### YOUR OBJECTIVE
In the material below, find every line with "Serialize" and pull it out.

### SOURCE MATERIAL
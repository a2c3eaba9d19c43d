//! DSV file loading

use crate::dsv::Dsv;
use crate::error::{Error, Result};
use crate::table::Table;
use encoding_rs::Encoding;
use serde::{Deserialize, Serialize};
use std::path::Path;
use tracing::info;

/// How a DSV file is laid out on disk
#[derive(Debug, Clone, PartialEq, Eq, Serialize, Deserialize)]
pub struct DsvOptions {
    #[serde(default = "default_separator")]
    pub separator: String,
    #[serde(default)]
    pub has_header: bool,
    /// WHATWG encoding label, e.g. `utf-8`, `windows-1252`, `shift_jis`
    #[serde(default = "default_encoding")]
    pub encoding: String,
}

fn default_separator() -> String {
    "\t".to_string()
}

fn default_encoding() -> String {
    "utf-8".to_string()
}

impl Default for DsvOptions {
    fn default() -> Self {
        Self {
            separator: default_separator(),
            has_header: false,
            encoding: default_encoding(),
        }
    }
}

impl DsvOptions {
    /// Options for a separator, everything else default
    pub fn with_separator(separator: impl Into<String>) -> Self {
        Self {
            separator: separator.into(),
            ..Self::default()
        }
    }

    /// Builder-style header flag
    pub fn header(mut self, has_header: bool) -> Self {
        self.has_header = has_header;
        self
    }

    /// Resolve the configured encoding label
    pub fn resolve_encoding(&self) -> Result<&'static Encoding> {
        Encoding::for_label(self.encoding.trim().as_bytes())
            .ok_or_else(|| Error::UnknownEncoding(self.encoding.clone()))
    }
}

/// Parse DSV text into a table.
///
/// Lines end at `\n` with an optional `\r`; one trailing empty line is
/// dropped, so text ending in a newline does not gain a blank row.
pub fn parse_table(text: &str, options: &DsvOptions) -> Result<Table> {
    let dsv = Dsv::for_separator(&options.separator)?;
    let mut lines: Vec<&str> = text
        .split('\n')
        .map(|line| line.strip_suffix('\r').unwrap_or(line))
        .collect();
    if lines.last() == Some(&"") {
        lines.pop();
    }
    let rows = lines.into_iter().map(|line| dsv.split(line)).collect();
    Ok(Table::from_rows(rows, options.has_header))
}

/// Decode bytes, honouring a byte order mark over the configured encoding
pub fn decode(bytes: &[u8], encoding: &'static Encoding, path: &Path) -> Result<String> {
    let (text, actual, had_errors) = encoding.decode(bytes);
    if had_errors {
        return Err(Error::Decode {
            path: path.to_path_buf(),
            encoding: actual.name(),
        });
    }
    Ok(text.into_owned())
}

/// Load a DSV file
pub fn read_table<P: AsRef<Path>>(path: P, options: &DsvOptions) -> Result<Table> {
    let path = path.as_ref();
    let encoding = options.resolve_encoding()?;
    let bytes = std::fs::read(path).map_err(|e| Error::FileRead {
        path: path.to_path_buf(),
        source: e,
    })?;
    let text = decode(&bytes, encoding, path)?;
    let table = parse_table(&text, options)?;
    info!(
        path = %path.display(),
        rows = table.row_count(),
        columns = table.column_count(),
        "loaded table"
    );
    Ok(table)
}

#[cfg(test)]
mod tests {
    use super::*;
    use std::io::Write;
    use tempfile::NamedTempFile;

    #[test]
    fn test_parse_table_lines() {
        let table = parse_table("a\tb\r\nc\n\nd\n", &DsvOptions::default()).unwrap();
        assert_eq!(table.row_count(), 4);
        assert_eq!(table.rows()[0], vec!["a", "b"]);
        assert_eq!(table.rows()[2], vec![""]);
        assert_eq!(table.rows()[3], vec!["d"]);
    }

    #[test]
    fn test_parse_empty_text() {
        let table = parse_table("", &DsvOptions::default()).unwrap();
        assert_eq!(table.row_count(), 0);
    }

    #[test]
    fn test_parse_with_header_and_quotes() {
        let options = DsvOptions::with_separator(",").header(true);
        let table = parse_table("name,city\n\"Smith, J\",Oslo\n", &options).unwrap();
        assert!(table.has_header());
        assert_eq!(table.data_rows()[0], vec!["Smith, J", "Oslo"]);
    }

    #[test]
    fn test_empty_separator() {
        let result = parse_table("a", &DsvOptions::with_separator(""));
        assert!(matches!(result, Err(Error::EmptySeparator)));
    }

    #[test]
    fn test_unknown_encoding() {
        let options = DsvOptions {
            encoding: "klingon".to_string(),
            ..DsvOptions::default()
        };
        assert!(matches!(
            options.resolve_encoding(),
            Err(Error::UnknownEncoding(_))
        ));
    }

    #[test]
    fn test_read_table_legacy_encoding() {
        let mut file = NamedTempFile::new().unwrap();
        // "café\tx" in windows-1252
        file.write_all(&[0x63, 0x61, 0x66, 0xE9, 0x09, 0x78, 0x0A]).unwrap();
        let options = DsvOptions {
            encoding: "windows-1252".to_string(),
            ..DsvOptions::default()
        };
        let table = read_table(file.path(), &options).unwrap();
        assert_eq!(table.rows()[0], vec!["café", "x"]);
    }

    #[test]
    fn test_read_table_bom_wins() {
        let mut file = NamedTempFile::new().unwrap();
        file.write_all(&[0xEF, 0xBB, 0xBF]).unwrap();
        file.write_all("é\n".as_bytes()).unwrap();
        let options = DsvOptions {
            encoding: "windows-1252".to_string(),
            ..DsvOptions::default()
        };
        let table = read_table(file.path(), &options).unwrap();
        assert_eq!(table.rows()[0], vec!["é"]);
    }

    #[test]
    fn test_invalid_utf8_is_decode_error() {
        let mut file = NamedTempFile::new().unwrap();
        file.write_all(&[0x61, 0xFF, 0x0A]).unwrap();
        let result = read_table(file.path(), &DsvOptions::default());
        assert!(matches!(result, Err(Error::Decode { .. })));
    }

    #[test]
    fn test_missing_file() {
        let result = read_table("/nonexistent/table.tsv", &DsvOptions::default());
        assert!(matches!(result, Err(Error::FileRead { .. })));
    }
}
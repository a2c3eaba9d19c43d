//! tabproc CLI
//!
//! Command-line tool for viewing DSV tables and running transformation pipelines.

use anyhow::{bail, Context, Result};
use clap::{Parser, Subcommand};
use std::collections::HashMap;
use std::path::{Path, PathBuf};
use std::rc::Rc;
use tabproc_core::catalog::{self, CatalogEntry};
use tabproc_core::{read_table, DsvOptions, PipelineFile, ProcessStatus, Table};
use tracing_subscriber::{layer::SubscriberExt, util::SubscriberInitExt, EnvFilter};

#[derive(Parser)]
#[command(name = "tabproc")]
#[command(about = "Delimiter-separated table processor", long_about = None)]
#[command(version)]
struct Cli {
    /// Enable debug logging
    #[arg(short, long, global = true)]
    verbose: bool,

    #[command(subcommand)]
    command: Commands,
}

#[derive(Subcommand)]
enum Commands {
    /// Display a DSV file
    Show {
        /// Path to the DSV file
        file: PathBuf,

        /// Field separator
        #[arg(short, long, default_value = "\t")]
        separator: String,

        /// Treat the first row as a header
        #[arg(long)]
        header: bool,

        /// Text encoding label
        #[arg(short, long, default_value = "utf-8")]
        encoding: String,

        /// Maximum number of data rows to display
        #[arg(short, long)]
        limit: Option<usize>,

        /// Print the table as JSON
        #[arg(long)]
        json: bool,
    },

    /// Run a pipeline file
    Run {
        /// Path to pipeline file (JSON)
        pipeline: PathBuf,

        /// Output path, overriding the pipeline's output
        #[arg(short, long)]
        output: Option<PathBuf>,
    },

    /// Check a pipeline file without reading any table data
    Validate {
        /// Path to pipeline file (JSON)
        pipeline: PathBuf,
    },

    /// List the available operations, conditions and conversions
    Catalog,

    /// Create a pipeline file template
    CreatePipeline {
        /// Output path for the pipeline file
        #[arg(short, long)]
        output: PathBuf,
    },
}

fn main() {
    if let Err(e) = run() {
        eprintln!("Error: {:#}", e);
        std::process::exit(1);
    }
}

fn run() -> Result<()> {
    let cli = Cli::parse();

    let filter = if cli.verbose {
        EnvFilter::new("debug")
    } else {
        EnvFilter::try_from_default_env().unwrap_or_else(|_| EnvFilter::new("info"))
    };
    tracing_subscriber::registry()
        .with(filter)
        .with(tracing_subscriber::fmt::layer().with_writer(std::io::stderr))
        .init();

    match cli.command {
        Commands::Show {
            file,
            separator,
            header,
            encoding,
            limit,
            json,
        } => {
            let options = DsvOptions {
                separator,
                has_header: header,
                encoding,
            };
            cmd_show(&file, &options, limit, json)
        }
        Commands::Run { pipeline, output } => cmd_run(&pipeline, output.as_deref()),
        Commands::Validate { pipeline } => cmd_validate(&pipeline),
        Commands::Catalog => cmd_catalog(),
        Commands::CreatePipeline { output } => cmd_create_pipeline(&output),
    }
}

fn cmd_show(file: &Path, options: &DsvOptions, limit: Option<usize>, json: bool) -> Result<()> {
    let table = read_table(file, options)
        .with_context(|| format!("failed to load {}", file.display()))?;

    if json {
        println!("{}", serde_json::to_string_pretty(&table)?);
        return Ok(());
    }

    print_table(&table, limit);
    Ok(())
}

fn print_table(table: &Table, limit: Option<usize>) {
    if let Some(header) = table.header() {
        println!("{}", header.join("\t"));
        println!("{}", "-".repeat(header.len().max(1) * 12));
    }

    let rows = table.data_rows();
    let row_limit = limit.unwrap_or(rows.len());
    for row in rows.iter().take(row_limit) {
        println!("{}", row.join("\t"));
    }

    if rows.len() > row_limit {
        println!("... ({} more rows)", rows.len() - row_limit);
    }
}

fn print_status(status: &ProcessStatus) {
    for (severity, entry) in status.entries() {
        println!("{}: {}", severity, entry);
    }
}

fn cmd_run(pipeline_path: &Path, output: Option<&Path>) -> Result<()> {
    let file = PipelineFile::load(pipeline_path)
        .with_context(|| format!("failed to load pipeline {}", pipeline_path.display()))?;

    let tables = file.read_tables().context("failed to load pipeline tables")?;
    let pipeline = file.pipeline(&tables)?;
    let mut table = file
        .input
        .read()
        .with_context(|| format!("failed to load input {}", file.input.path.display()))?;

    let status = pipeline.run(&mut table);
    print_status(&status);
    if !status.is_success() {
        bail!("pipeline reported {} error(s)", status.errors.len());
    }

    match (output, &file.output) {
        (Some(path), source) => {
            let options = source
                .as_ref()
                .map(|s| s.options.clone())
                .unwrap_or_else(|| file.input.options.clone());
            tabproc_core::write_table(&table, path, &options)
                .with_context(|| format!("failed to write {}", path.display()))?;
            println!("Wrote {} rows to {}", table.row_count(), path.display());
        }
        (None, Some(source)) => {
            source
                .write(&table)
                .with_context(|| format!("failed to write {}", source.path.display()))?;
            println!("Wrote {} rows to {}", table.row_count(), source.path.display());
        }
        (None, None) => print_table(&table, None),
    }

    Ok(())
}

fn cmd_validate(pipeline_path: &Path) -> Result<()> {
    let file = PipelineFile::load(pipeline_path)
        .with_context(|| format!("failed to load pipeline {}", pipeline_path.display()))?;

    // Declared tables bind to empty placeholders so that only names are checked
    let placeholders: HashMap<String, Rc<Table>> = file
        .tables
        .keys()
        .map(|name| (name.clone(), Rc::new(Table::new())))
        .collect();
    let pipeline = file.pipeline(&placeholders)?;

    let status = pipeline.verify();
    print_status(&status);
    if !status.is_success() {
        bail!("pipeline has {} error(s)", status.errors.len());
    }

    println!("Pipeline is valid ({} steps)", pipeline.len());
    Ok(())
}

fn print_catalog<T>(heading: &str, entries: &[CatalogEntry<T>]) {
    println!("{} ({}):", heading, entries.len());
    for entry in entries {
        println!("  {:<28} {}", entry.name, entry.title);
    }
    println!();
}

fn cmd_catalog() -> Result<()> {
    print_catalog("Operations", catalog::OPERATIONS);
    print_catalog("Value conditions", catalog::VALUE_CONDITIONS);
    print_catalog("Row conditions", catalog::ROW_CONDITIONS);
    print_catalog("Conversions", catalog::CONVERSIONS);
    Ok(())
}

fn cmd_create_pipeline(output: &Path) -> Result<()> {
    let file = PipelineFile::template();
    file.save(output)
        .with_context(|| format!("failed to write {}", output.display()))?;

    println!("Created pipeline template at {}", output.display());
    println!("Edit the input path and steps, then run with: tabproc run {}", output.display());
    Ok(())
}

### ANSWER FOR THIS EXERCISE
use serde::{Deserialize, Serialize};
#[derive(Debug, Clone, PartialEq, Eq, Serialize, Deserialize)]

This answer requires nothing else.